> _THE TASK_: Extract, from the records beneath this instruction, each line that contains the word "Option".
─── SUPPLIED INFORMATION
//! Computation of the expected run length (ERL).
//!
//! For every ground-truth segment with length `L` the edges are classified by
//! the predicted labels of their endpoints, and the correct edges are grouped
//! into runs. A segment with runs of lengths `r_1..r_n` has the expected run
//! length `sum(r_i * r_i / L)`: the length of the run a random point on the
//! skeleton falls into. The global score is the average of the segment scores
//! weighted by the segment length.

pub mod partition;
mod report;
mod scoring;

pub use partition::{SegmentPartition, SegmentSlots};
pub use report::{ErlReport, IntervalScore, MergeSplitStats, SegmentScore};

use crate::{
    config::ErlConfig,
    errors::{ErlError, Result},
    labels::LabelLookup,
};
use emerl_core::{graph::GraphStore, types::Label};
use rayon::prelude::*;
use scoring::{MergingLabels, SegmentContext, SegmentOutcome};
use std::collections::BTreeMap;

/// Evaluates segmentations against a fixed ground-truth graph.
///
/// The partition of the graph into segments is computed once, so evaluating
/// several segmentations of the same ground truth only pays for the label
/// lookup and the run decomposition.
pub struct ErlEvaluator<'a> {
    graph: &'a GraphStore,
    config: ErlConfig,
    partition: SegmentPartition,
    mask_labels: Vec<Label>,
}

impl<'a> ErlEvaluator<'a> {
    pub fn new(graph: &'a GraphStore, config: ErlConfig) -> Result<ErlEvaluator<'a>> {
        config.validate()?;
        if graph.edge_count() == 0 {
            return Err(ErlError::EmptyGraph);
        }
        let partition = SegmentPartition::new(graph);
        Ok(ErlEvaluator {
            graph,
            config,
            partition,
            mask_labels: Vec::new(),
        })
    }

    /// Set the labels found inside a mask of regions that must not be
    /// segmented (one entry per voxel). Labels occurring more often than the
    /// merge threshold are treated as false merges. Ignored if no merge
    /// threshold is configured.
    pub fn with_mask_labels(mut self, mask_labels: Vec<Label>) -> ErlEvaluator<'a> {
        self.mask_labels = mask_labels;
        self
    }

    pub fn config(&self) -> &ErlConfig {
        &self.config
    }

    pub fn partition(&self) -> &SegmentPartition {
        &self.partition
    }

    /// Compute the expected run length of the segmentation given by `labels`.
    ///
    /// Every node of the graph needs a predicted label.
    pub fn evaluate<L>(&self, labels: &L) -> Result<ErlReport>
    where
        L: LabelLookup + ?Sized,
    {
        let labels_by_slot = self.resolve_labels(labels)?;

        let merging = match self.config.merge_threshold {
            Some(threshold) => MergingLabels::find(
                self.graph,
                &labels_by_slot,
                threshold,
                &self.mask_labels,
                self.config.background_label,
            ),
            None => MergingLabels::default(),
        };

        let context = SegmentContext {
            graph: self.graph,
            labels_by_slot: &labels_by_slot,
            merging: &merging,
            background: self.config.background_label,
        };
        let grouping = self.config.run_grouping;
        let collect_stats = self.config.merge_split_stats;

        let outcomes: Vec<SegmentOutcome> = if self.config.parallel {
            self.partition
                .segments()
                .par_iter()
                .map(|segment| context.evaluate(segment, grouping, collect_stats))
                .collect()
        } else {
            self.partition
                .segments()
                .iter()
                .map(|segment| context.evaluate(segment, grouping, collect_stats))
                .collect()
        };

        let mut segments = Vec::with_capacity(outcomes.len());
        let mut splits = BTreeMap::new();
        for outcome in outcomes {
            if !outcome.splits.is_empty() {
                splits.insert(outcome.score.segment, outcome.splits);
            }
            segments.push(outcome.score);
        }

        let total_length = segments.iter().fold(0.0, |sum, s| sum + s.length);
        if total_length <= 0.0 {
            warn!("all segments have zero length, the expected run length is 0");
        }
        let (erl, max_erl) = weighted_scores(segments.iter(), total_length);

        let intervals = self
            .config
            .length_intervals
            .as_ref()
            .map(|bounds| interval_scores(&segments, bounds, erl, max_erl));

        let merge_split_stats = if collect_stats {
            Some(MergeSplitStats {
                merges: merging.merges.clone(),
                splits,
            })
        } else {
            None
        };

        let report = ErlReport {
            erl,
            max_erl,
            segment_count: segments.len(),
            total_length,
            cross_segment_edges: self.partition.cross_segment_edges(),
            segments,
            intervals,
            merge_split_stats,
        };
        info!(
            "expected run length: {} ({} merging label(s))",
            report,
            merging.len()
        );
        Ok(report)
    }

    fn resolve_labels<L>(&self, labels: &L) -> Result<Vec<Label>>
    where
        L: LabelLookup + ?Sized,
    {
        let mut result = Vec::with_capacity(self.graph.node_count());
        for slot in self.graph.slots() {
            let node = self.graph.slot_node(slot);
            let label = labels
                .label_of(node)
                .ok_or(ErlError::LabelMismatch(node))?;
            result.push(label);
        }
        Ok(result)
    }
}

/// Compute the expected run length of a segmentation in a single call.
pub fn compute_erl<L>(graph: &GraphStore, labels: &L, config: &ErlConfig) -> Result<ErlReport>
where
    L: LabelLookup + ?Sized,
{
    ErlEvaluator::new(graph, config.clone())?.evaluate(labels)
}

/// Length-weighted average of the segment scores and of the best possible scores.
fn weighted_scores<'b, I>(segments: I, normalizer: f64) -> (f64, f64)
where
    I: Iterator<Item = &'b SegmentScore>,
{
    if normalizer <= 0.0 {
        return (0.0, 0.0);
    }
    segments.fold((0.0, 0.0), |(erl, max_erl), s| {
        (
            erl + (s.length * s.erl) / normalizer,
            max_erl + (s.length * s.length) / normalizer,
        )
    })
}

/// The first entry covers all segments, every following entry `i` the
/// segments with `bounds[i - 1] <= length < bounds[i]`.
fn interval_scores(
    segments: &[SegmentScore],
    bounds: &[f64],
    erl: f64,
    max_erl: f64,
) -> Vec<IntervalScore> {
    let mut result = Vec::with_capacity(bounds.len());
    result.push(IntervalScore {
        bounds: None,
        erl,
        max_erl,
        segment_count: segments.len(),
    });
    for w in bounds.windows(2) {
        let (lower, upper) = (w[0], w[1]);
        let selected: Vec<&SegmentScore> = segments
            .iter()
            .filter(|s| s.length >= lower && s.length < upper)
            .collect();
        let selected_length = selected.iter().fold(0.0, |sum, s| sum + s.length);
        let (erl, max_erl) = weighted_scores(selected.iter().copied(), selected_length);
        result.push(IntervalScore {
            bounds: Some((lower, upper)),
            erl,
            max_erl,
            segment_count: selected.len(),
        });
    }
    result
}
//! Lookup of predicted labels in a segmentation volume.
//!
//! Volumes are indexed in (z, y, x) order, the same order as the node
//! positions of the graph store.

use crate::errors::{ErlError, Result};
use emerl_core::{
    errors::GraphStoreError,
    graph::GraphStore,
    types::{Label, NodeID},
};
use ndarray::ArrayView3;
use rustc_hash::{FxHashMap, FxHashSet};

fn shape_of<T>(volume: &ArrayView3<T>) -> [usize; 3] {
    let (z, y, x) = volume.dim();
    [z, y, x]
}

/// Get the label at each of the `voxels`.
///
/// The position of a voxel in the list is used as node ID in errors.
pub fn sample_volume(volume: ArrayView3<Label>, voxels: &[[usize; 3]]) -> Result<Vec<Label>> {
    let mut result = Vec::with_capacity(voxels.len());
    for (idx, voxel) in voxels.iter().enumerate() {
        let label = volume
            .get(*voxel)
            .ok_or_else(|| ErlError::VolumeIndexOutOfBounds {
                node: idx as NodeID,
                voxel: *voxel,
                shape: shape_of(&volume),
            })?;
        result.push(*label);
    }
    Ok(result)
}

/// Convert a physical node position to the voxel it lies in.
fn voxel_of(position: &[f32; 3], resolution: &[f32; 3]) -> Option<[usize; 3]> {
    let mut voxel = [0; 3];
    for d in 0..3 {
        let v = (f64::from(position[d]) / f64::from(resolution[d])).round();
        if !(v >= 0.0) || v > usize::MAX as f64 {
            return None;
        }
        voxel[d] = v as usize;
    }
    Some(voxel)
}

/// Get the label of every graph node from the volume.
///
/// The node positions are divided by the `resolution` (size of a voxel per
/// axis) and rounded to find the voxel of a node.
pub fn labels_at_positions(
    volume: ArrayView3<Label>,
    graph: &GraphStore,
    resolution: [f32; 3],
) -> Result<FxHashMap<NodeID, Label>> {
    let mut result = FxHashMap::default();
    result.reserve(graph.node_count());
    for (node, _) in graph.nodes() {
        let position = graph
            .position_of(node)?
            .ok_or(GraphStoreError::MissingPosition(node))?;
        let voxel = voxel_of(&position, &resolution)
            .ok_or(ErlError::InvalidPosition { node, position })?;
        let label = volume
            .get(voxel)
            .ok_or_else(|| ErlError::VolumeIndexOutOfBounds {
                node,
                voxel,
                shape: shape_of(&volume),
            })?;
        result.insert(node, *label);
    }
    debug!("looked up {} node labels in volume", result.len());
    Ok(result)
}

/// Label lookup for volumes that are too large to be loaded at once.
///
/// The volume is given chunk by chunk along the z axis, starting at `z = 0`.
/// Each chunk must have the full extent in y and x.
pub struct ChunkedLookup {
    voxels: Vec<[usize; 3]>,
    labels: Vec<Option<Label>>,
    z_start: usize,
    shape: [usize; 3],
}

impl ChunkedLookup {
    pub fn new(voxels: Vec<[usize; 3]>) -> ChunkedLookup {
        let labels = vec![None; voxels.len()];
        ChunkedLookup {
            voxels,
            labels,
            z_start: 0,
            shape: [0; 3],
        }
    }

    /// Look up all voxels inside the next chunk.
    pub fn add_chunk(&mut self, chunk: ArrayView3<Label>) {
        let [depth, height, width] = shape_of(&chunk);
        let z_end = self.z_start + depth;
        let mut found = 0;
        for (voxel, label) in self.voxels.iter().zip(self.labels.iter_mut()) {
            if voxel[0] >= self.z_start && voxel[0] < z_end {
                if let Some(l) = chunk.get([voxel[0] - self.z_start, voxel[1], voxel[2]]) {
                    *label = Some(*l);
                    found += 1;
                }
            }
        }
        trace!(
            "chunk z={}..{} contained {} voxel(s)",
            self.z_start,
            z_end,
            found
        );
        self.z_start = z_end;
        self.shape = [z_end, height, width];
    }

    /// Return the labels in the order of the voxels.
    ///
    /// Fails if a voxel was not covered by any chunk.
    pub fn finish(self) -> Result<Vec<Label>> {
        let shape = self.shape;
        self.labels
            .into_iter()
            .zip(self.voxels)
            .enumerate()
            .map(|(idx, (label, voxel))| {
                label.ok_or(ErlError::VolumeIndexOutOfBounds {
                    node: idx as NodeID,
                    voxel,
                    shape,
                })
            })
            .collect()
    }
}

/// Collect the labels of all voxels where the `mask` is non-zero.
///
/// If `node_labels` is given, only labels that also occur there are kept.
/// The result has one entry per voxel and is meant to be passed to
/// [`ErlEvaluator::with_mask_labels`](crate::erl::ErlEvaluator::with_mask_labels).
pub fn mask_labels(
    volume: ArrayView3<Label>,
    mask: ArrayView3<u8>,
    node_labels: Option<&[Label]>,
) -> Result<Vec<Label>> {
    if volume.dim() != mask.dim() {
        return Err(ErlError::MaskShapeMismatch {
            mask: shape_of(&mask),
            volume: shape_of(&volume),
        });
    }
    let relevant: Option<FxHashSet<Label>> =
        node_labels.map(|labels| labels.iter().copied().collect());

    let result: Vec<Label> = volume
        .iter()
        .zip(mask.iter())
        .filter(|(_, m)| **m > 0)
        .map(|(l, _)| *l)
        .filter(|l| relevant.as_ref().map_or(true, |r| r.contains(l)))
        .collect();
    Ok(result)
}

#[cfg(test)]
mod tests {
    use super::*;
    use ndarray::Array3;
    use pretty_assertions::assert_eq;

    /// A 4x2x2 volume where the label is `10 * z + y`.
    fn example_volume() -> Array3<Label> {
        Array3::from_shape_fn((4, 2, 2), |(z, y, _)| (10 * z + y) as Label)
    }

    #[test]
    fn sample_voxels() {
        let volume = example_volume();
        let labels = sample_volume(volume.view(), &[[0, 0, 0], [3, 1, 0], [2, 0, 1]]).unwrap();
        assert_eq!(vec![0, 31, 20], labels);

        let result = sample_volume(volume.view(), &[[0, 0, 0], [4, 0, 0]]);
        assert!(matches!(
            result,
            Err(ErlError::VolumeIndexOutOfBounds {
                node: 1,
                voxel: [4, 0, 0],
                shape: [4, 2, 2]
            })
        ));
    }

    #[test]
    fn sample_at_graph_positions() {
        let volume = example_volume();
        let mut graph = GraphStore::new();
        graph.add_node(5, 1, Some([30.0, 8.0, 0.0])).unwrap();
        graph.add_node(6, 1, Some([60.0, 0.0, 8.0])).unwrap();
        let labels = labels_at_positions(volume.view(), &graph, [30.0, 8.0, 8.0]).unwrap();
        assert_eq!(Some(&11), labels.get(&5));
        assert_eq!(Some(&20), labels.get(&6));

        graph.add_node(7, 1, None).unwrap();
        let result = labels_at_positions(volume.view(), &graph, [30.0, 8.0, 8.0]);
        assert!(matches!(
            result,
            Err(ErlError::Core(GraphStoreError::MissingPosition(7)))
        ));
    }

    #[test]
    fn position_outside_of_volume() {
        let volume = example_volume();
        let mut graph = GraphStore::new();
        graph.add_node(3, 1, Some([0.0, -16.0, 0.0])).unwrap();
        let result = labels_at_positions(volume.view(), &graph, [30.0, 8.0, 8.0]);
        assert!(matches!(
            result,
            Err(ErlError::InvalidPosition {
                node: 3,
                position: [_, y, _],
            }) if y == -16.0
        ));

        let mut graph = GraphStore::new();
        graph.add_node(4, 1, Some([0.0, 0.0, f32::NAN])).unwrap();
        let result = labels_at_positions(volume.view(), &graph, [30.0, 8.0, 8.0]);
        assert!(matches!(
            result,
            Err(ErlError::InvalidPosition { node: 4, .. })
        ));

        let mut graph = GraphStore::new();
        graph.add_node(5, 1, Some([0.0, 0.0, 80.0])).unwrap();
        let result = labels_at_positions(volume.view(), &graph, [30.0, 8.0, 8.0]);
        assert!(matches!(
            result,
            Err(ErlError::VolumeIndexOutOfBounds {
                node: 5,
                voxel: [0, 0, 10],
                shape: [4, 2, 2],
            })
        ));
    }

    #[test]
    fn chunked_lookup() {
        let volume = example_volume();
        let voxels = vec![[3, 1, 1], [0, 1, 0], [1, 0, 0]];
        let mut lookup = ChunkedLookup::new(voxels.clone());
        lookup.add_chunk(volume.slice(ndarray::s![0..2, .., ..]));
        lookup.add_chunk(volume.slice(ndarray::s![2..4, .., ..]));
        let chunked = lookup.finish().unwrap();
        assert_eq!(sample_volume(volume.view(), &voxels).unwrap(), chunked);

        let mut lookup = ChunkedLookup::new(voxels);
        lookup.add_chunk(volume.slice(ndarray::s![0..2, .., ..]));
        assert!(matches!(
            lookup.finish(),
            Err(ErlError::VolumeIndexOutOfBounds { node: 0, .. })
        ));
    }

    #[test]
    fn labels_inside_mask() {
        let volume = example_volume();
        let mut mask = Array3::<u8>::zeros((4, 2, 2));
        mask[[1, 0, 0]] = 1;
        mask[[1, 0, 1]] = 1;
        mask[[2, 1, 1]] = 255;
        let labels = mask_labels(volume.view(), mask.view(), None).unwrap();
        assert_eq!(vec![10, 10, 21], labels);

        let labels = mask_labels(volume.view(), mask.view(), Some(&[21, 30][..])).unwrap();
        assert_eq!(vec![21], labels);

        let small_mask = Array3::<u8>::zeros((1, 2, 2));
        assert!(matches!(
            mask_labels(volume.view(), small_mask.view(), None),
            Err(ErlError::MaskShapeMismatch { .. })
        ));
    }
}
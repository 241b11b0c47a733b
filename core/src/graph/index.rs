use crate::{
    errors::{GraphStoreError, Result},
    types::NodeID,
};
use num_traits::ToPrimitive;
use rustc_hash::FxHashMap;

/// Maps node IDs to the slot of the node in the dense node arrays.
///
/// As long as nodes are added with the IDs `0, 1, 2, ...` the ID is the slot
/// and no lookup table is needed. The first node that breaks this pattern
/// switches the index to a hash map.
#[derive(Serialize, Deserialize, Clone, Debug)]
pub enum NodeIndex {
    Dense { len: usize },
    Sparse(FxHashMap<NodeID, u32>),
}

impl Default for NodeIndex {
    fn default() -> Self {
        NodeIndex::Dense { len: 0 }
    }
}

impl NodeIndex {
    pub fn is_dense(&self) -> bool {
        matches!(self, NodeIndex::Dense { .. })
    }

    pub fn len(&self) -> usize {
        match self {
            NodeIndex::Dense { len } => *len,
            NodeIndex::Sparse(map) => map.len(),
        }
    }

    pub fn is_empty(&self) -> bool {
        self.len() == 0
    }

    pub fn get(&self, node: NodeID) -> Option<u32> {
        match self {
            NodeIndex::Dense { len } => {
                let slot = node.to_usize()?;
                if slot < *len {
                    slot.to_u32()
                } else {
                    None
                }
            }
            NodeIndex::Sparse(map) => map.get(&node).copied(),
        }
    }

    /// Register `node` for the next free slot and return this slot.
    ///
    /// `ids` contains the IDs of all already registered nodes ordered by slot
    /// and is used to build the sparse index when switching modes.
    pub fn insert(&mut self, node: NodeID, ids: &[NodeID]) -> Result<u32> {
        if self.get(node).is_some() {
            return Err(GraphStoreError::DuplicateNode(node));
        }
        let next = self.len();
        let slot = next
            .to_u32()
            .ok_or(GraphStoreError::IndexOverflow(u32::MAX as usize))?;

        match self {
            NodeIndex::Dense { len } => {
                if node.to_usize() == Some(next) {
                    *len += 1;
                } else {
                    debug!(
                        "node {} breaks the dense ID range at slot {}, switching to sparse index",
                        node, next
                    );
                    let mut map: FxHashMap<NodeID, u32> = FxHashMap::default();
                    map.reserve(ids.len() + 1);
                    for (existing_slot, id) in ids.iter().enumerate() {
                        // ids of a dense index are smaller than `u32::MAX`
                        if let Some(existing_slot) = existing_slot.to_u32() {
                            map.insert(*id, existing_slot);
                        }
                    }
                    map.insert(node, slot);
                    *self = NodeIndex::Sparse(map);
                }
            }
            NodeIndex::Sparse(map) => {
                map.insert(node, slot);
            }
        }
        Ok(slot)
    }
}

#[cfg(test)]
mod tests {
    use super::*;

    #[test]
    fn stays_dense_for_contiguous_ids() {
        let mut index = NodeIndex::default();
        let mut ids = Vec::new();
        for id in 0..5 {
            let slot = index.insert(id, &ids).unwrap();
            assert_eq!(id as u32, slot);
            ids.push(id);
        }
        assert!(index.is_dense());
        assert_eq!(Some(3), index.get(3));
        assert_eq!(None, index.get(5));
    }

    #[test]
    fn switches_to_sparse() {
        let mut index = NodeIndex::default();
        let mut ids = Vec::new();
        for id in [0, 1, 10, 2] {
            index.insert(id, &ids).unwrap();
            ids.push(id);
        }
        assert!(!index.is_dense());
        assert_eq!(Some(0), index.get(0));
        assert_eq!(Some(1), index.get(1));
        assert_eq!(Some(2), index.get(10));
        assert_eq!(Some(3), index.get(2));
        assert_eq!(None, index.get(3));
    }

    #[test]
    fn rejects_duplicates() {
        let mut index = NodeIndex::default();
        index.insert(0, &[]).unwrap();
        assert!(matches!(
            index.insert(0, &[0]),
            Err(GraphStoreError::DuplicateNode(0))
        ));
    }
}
──────
> _WRITTEN ANSWER_:
fn voxel_of(position: &[f32; 3], resolution: &[f32; 3]) -> Option<[usize; 3]> {
    labels: Vec<Option<Label>>,
    node_labels: Option<&[Label]>,
    let relevant: Option<FxHashSet<Label>> =
    pub fn get(&self, node: NodeID) -> Option<u32> {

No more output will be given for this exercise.